Work request.
Wherever the word "produce" occurs in the listing below, copy that whole line.

####

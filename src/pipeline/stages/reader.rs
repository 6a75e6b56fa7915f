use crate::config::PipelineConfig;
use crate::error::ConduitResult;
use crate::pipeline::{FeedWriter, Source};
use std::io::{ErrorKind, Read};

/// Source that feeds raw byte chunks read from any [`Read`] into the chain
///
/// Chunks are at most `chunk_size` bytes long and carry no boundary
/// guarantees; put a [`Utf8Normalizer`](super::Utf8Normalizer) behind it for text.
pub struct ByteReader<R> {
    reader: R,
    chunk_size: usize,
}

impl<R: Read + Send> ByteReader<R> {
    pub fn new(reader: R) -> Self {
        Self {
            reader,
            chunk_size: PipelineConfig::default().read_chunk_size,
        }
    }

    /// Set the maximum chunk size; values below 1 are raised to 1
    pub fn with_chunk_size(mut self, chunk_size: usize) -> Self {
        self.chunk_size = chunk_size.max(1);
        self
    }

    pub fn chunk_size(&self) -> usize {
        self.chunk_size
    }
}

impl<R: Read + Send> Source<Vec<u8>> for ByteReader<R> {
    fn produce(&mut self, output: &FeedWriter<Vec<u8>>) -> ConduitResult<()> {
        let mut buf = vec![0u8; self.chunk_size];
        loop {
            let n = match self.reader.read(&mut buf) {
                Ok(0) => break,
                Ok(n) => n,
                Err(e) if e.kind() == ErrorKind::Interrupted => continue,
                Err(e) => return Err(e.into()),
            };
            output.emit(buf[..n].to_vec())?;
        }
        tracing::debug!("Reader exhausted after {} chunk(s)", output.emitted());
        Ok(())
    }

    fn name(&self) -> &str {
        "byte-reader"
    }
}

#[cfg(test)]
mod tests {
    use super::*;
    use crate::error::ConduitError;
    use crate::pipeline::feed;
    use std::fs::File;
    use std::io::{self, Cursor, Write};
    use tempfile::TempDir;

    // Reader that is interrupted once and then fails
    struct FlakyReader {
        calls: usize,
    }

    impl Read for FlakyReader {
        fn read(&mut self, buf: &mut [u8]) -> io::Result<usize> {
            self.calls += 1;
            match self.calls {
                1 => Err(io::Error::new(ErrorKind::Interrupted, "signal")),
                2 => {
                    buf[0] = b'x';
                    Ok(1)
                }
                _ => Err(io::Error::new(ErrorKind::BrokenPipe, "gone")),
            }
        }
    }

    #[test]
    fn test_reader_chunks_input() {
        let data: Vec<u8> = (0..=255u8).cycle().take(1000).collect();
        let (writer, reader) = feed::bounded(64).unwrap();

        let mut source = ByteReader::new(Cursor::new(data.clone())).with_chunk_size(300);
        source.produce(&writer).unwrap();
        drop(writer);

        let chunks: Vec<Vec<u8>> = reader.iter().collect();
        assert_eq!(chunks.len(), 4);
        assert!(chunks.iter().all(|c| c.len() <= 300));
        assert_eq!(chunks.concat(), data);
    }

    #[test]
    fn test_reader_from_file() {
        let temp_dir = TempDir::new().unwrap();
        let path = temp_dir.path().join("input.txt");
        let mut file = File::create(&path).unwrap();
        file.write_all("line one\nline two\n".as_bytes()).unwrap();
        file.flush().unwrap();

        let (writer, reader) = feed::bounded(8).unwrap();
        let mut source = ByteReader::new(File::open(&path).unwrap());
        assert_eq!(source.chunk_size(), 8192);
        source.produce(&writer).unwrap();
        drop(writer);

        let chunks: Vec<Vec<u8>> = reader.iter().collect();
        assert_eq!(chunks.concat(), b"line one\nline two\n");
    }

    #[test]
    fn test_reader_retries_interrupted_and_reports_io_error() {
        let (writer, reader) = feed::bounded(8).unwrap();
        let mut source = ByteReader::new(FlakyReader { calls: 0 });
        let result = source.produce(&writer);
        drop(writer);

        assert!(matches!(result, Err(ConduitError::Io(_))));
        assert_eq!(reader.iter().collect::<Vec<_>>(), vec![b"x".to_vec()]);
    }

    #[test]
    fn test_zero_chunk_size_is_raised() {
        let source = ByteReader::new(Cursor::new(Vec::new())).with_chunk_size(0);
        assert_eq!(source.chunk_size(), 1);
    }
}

####

Response to this exercise.
    fn produce(&mut self, output: &FeedWriter<Vec<u8>>) -> ConduitResult<()> {
        source.produce(&writer).unwrap();
        source.produce(&writer).unwrap();
        let result = source.produce(&writer);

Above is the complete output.